Un dernier mot sur les perspectives à moyen terme. Comment voyez-vous évoluer le marché des services financiers digitaux au cours de la décennie à venir ?
K. B : Notre ambition est d’être les meilleurs mais dans un écosystème transformé et où une concurrence saine serait favorisée, avec des collaborations possibles entre acteurs et la mise en place de partenariat permettant de renforcer les chaînes de valeurs à plusieurs niveaux. In fine, c’est de cela dont il s’agit quand on parle de transformation digitale en Afrique de l’Ouest francophone.
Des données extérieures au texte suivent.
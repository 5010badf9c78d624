use sea_orm::DatabaseConnection;

use crate::server::{
    data::user_address::UserAddressRepository,
    error::AppError,
    model::address::{UpdateUserAddressParam, UserAddress},
};

pub struct AddressService<'a> {
    db: &'a DatabaseConnection,
}

impl<'a> AddressService<'a> {
    pub fn new(db: &'a DatabaseConnection) -> Self {
        Self { db }
    }

    /// Lists all addresses of a user, ordered by title.
    ///
    /// # Returns
    /// - `Ok(Vec<UserAddress>)` - The user's addresses
    /// - `Err(AppError::NotFound(_))` - User does not exist
    pub async fn list(&self, user_id: &str) -> Result<Vec<UserAddress>, AppError> {
        let repo = UserAddressRepository::new(self.db);

        let Some((_, addresses)) = repo.find_user_with_addresses(user_id).await? else {
            return Err(AppError::NotFound("Register not found".to_string()));
        };

        Ok(addresses)
    }

    /// Gets one address among the user's own addresses.
    ///
    /// # Returns
    /// - `Ok(UserAddress)` - Address belongs to the user
    /// - `Err(AppError::NotFound(_))` - User does not exist
    /// - `Err(AppError::BadRequest(_))` - No address with that id among the user's addresses
    pub async fn get(&self, user_id: &str, address_id: &str) -> Result<UserAddress, AppError> {
        self.list(user_id)
            .await?
            .into_iter()
            .find(|address| address.id == address_id)
            .ok_or_else(|| AppError::BadRequest("Address not found for user".to_string()))
    }

    /// Applies a partial update to one of the user's addresses.
    ///
    /// An update without fields returns the address unchanged without writing.
    ///
    /// # Returns
    /// - `Ok(UserAddress)` - The address after the update
    /// - `Err(AppError::NotFound(_))` - User does not exist
    /// - `Err(AppError::BadRequest(_))` - Address not owned by the user, or invalid field values
    pub async fn update(
        &self,
        user_id: &str,
        address_id: &str,
        param: UpdateUserAddressParam,
    ) -> Result<UserAddress, AppError> {
        let address = self.get(user_id, address_id).await?;

        param.validate().map_err(AppError::BadRequest)?;

        if param.is_empty() {
            return Ok(address);
        }

        let repo = UserAddressRepository::new(self.db);
        let updated = repo.update(&address.id, param).await?;

        Ok(updated)
    }
}
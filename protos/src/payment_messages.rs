//! Messages consumed by the payment service.

use serde::{Deserialize, Serialize};

/// Kafka topics owned by the payment service.
pub mod topics {
    /// Published after a user cancels a schedule so the payment service can refund it.
    pub const SCHEDULE_CANCELED: &str = "payment.schedule-canceled";
}

/// Payload published on [`topics::SCHEDULE_CANCELED`].
#[derive(Clone, PartialEq, Eq, prost::Message, Serialize, Deserialize)]
#[serde(rename_all = "camelCase")]
pub struct ScheduleCanceledMessage {
    #[prost(string, tag = "1")]
    pub schedule_id: String,
}
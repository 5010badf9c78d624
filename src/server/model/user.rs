//! Customer domain model.

use crate::model::user::UserDto;

/// Customer who books schedules and owns addresses.
#[derive(Debug, Clone, PartialEq)]
pub struct User {
    pub id: String,
    pub name: String,
    pub email: String,
}

impl User {
    /// Converts the user into the public DTO. The email is not exposed.
    pub fn into_dto(self) -> UserDto {
        UserDto {
            id: self.id,
            name: self.name,
        }
    }

    pub fn from_entity(entity: entity::user::Model) -> Self {
        Self {
            id: entity.id,
            name: entity.name,
            email: entity.email,
        }
    }
}
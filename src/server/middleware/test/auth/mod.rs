use crate::server::{
    error::{auth::AuthError, AppError},
    middleware::auth::{bearer_token, AuthGuard, Principal},
    model::{diarist::Diarist, employee::Employee, user::User},
    util::session_token::SessionTokenService,
};
use test_utils::{builder::TestBuilder, factory};

mod bearer_token;
mod require;

fn token_service() -> SessionTokenService {
    SessionTokenService::new(b"middleware-test-secret", 3600)
}
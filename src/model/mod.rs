//! API data transfer objects.
//!
//! These types define the JSON bodies exchanged with clients. Server-side domain models
//! convert into them at the controller boundary.

pub mod address;
pub mod api;
pub mod diarist;
pub mod employee;
pub mod schedule;
pub mod user;
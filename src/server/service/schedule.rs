use entity::sea_orm_active_enums::ScheduleStatus;
use protos::{events, topics, ScheduleCanceledMessage};
use sea_orm::DatabaseConnection;

use crate::{
    model::schedule::ScheduleCanceledEventDto,
    server::{
        data::{diarist::DiaristRepository, schedule::ScheduleRepository, user::UserRepository},
        error::{internal::InternalError, schedule::ScheduleError, AppError},
        model::{
            diarist::Diarist,
            schedule::{CancelScheduleParam, Schedule},
            user::User,
        },
        producer::EventProducer,
        realtime::ConnectionRegistry,
    },
};

pub struct ScheduleService<'a> {
    db: &'a DatabaseConnection,
    connections: &'a ConnectionRegistry,
    producer: &'a dyn EventProducer,
}

impl<'a> ScheduleService<'a> {
    pub fn new(
        db: &'a DatabaseConnection,
        connections: &'a ConnectionRegistry,
        producer: &'a dyn EventProducer,
    ) -> Self {
        Self {
            db,
            connections,
            producer,
        }
    }

    /// Cancels an active schedule on behalf of the user who booked it.
    ///
    /// After the status is written, the diarist is notified over their live connections and
    /// the cancellation is published for the payment service. Notification failures are
    /// logged and do not affect the result.
    ///
    /// # Returns
    /// - `Ok(Schedule)` - The schedule with its new `canceled` status
    /// - `Err(ScheduleError::NotFound)` - Schedule missing or booked by another user
    /// - `Err(ScheduleError::Working | Canceled | Done)` - Schedule is no longer active, also when
    ///   a concurrent request changed it first
    /// - `Err(ScheduleError::DiaristNotFound)` - Schedule references a missing diarist
    /// - `Err(ScheduleError::UserNotFound)` - Acting user does not exist
    /// - `Err(AppError::DbErr(_))` - Database error
    pub async fn cancel(&self, param: CancelScheduleParam) -> Result<Schedule, AppError> {
        let schedule_repo = ScheduleRepository::new(self.db);

        let Some(mut schedule) = schedule_repo.find_by_id(&param.schedule_id).await? else {
            return Err(ScheduleError::NotFound(param.schedule_id).into());
        };

        if schedule.user_id != param.user_id {
            return Err(ScheduleError::NotFound(param.schedule_id).into());
        }

        if let Some(err) = inactive_status_error(&schedule) {
            return Err(err.into());
        }

        let Some(diarist) = DiaristRepository::new(self.db)
            .find_by_id(&schedule.diarist_id)
            .await?
        else {
            return Err(ScheduleError::DiaristNotFound(schedule.diarist_id).into());
        };

        let Some(user) = UserRepository::new(self.db)
            .find_by_id(&param.user_id)
            .await?
        else {
            return Err(ScheduleError::UserNotFound(param.user_id).into());
        };

        let canceled = schedule_repo
            .transition_status(&schedule.id, ScheduleStatus::Active, ScheduleStatus::Canceled)
            .await?;

        if !canceled {
            // Status changed since it was read
            let err = match schedule_repo.find_by_id(&schedule.id).await? {
                Some(current) => inactive_status_error(&current)
                    .unwrap_or(ScheduleError::Canceled(current.id)),
                None => ScheduleError::NotFound(schedule.id),
            };
            return Err(err.into());
        }
        schedule.status = ScheduleStatus::Canceled;

        tracing::info!("User {} canceled schedule {}", user.id, schedule.id);

        self.notify_diarist(&schedule, diarist, user).await;
        self.publish_cancellation(&schedule).await;

        Ok(schedule)
    }

    async fn notify_diarist(&self, schedule: &Schedule, diarist: Diarist, user: User) {
        if !self.connections.has_connection(&diarist.id).await {
            return;
        }

        let diarist_id = diarist.id.clone();
        let payload = ScheduleCanceledEventDto {
            schedule: schedule.clone().into_dto(),
            diarist: diarist.into_dto(),
            user: user.into_dto(),
        };

        if let Err(e) = self
            .connections
            .emit(&diarist_id, events::SCHEDULE_CANCELED, &payload)
            .await
        {
            tracing::error!(
                "Failed to notify diarist {} about canceled schedule {}: {}",
                diarist_id,
                schedule.id,
                e
            );
        }
    }

    async fn publish_cancellation(&self, schedule: &Schedule) {
        let message = ScheduleCanceledMessage {
            schedule_id: schedule.id.clone(),
        };

        let result = match serde_json::to_value(&message) {
            Ok(value) => self.producer.send(topics::SCHEDULE_CANCELED, &[value]).await,
            Err(source) => Err(InternalError::EventSerialization {
                event: topics::SCHEDULE_CANCELED.to_string(),
                source,
            }
            .into()),
        };

        if let Err(e) = result {
            tracing::error!(
                "Failed to publish cancellation of schedule {}: {}",
                schedule.id,
                e
            );
        }
    }
}

/// Error for a schedule that can no longer be canceled, `None` while it is active.
fn inactive_status_error(schedule: &Schedule) -> Option<ScheduleError> {
    match schedule.status {
        ScheduleStatus::Active => None,
        ScheduleStatus::Working => Some(ScheduleError::Working(schedule.id.clone())),
        ScheduleStatus::Canceled => Some(ScheduleError::Canceled(schedule.id.clone())),
        ScheduleStatus::Done => Some(ScheduleError::Done(schedule.id.clone())),
    }
}
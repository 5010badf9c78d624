//! HTTP request handlers.
//!
//! Handlers authenticate through the `Authenticated<P>` extractor, convert DTOs into
//! server-side parameters, call into the service layer and convert the result back to
//! DTOs.

pub mod address;
pub mod backoffice;
pub mod diarist;
pub mod schedule;
pub mod websocket;

#[cfg(test)]
mod test;
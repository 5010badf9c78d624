//! Diarist data repository.

use sea_orm::{ColumnTrait, DatabaseConnection, DbErr, EntityTrait, QueryFilter};

use crate::server::model::diarist::Diarist;

/// Repository providing database operations for diarists.
pub struct DiaristRepository<'a> {
    db: &'a DatabaseConnection,
}

impl<'a> DiaristRepository<'a> {
    pub fn new(db: &'a DatabaseConnection) -> Self {
        Self { db }
    }

    /// Finds a diarist by id.
    ///
    /// # Returns
    /// - `Ok(Some(Diarist))` - Diarist found
    /// - `Ok(None)` - No diarist with that id
    /// - `Err(DbErr)` - Database error during query
    pub async fn find_by_id(&self, id: &str) -> Result<Option<Diarist>, DbErr> {
        let entity = entity::prelude::Diarist::find_by_id(id.to_string())
            .one(self.db)
            .await?;

        Ok(entity.map(Diarist::from_entity))
    }

    /// Sets the avatar URL of a diarist.
    ///
    /// # Arguments
    /// - `id` - Id of the diarist
    /// - `avatar` - Public URL of the stored avatar
    ///
    /// # Returns
    /// - `Ok(())` - Avatar updated (or no matching diarist found)
    /// - `Err(DbErr)` - Database error during update
    pub async fn update_avatar(&self, id: &str, avatar: &str) -> Result<(), DbErr> {
        entity::prelude::Diarist::update_many()
            .filter(entity::diarist::Column::Id.eq(id))
            .col_expr(
                entity::diarist::Column::Avatar,
                sea_orm::sea_query::Expr::value(avatar),
            )
            .exec(self.db)
            .await?;
        Ok(())
    }
}
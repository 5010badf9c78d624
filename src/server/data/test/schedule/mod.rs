use crate::server::data::schedule::ScheduleRepository;
use entity::sea_orm_active_enums::ScheduleStatus;
use sea_orm::DbErr;
use test_utils::{builder::TestBuilder, factory};

mod find_by_id;
mod transition_status;
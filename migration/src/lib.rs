pub use sea_orm_migration::prelude::*;

mod m20260105_000001_create_employee_table;
mod m20260105_000002_create_user_table;
mod m20260105_000003_create_user_address_table;
mod m20260105_000004_create_diarist_table;
mod m20260105_000005_create_schedule_table;

pub struct Migrator;

#[async_trait::async_trait]
impl MigratorTrait for Migrator {
    fn migrations() -> Vec<Box<dyn MigrationTrait>> {
        vec![
            Box::new(m20260105_000001_create_employee_table::Migration),
            Box::new(m20260105_000002_create_user_table::Migration),
            Box::new(m20260105_000003_create_user_address_table::Migration),
            Box::new(m20260105_000004_create_diarist_table::Migration),
            Box::new(m20260105_000005_create_schedule_table::Migration),
        ]
    }
}
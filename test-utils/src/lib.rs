//! Marinetes Test Utils
//!
//! Provides shared testing utilities for building integration and unit tests for the marinetes
//! API. This crate offers a builder pattern for creating test contexts with in-memory SQLite
//! databases and customizable table schemas, plus factories for inserting test records.
//!
//! # Overview
//!
//! The test utilities consist of three main components:
//! - **TestBuilder**: Fluent builder for configuring test environments
//! - **TestContext**: Test environment containing the database connection
//! - **TestError**: Error types that can occur during test setup
//!
//! # Usage
//!
//! Use `TestBuilder` to create a test context with the required database tables:
//!
//! ```rust,ignore
//! use test_utils::builder::TestBuilder;
//! use entity::prelude::User;
//!
//! #[tokio::test]
//! async fn test_user_operations() -> Result<(), TestError> {
//!     let test = TestBuilder::new()
//!         .with_table(User)
//!         .build()
//!         .await?;
//!
//!     let db = test.db.as_ref().unwrap();
//!     // Perform database operations...
//!
//!     Ok(())
//! }
//! ```

pub mod builder;
pub mod context;
pub mod error;
pub mod factory;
Au sein de notre filiale ivoirienne, nous rêvons pour notre part d’un pays où tout le monde utiliserait un portefeuille de monnaie électronique pour les transactions quotidiennes, et plus largement d’un continent où une entreprise telle que la nôtre simplifierait la vie des populations en leur offrant des services financiers à des coûts abordables. Les chantiers sont vastes et il est important de souligner qu’il s’agit d’une dynamique transformative et pas seulement disruptive. C’est à cela que ressemblera le marché des services financiers digitaux dans la décennie à venir. L’ensemble des services financiers essentiels deviendront des acquis fondamentaux pour les populations.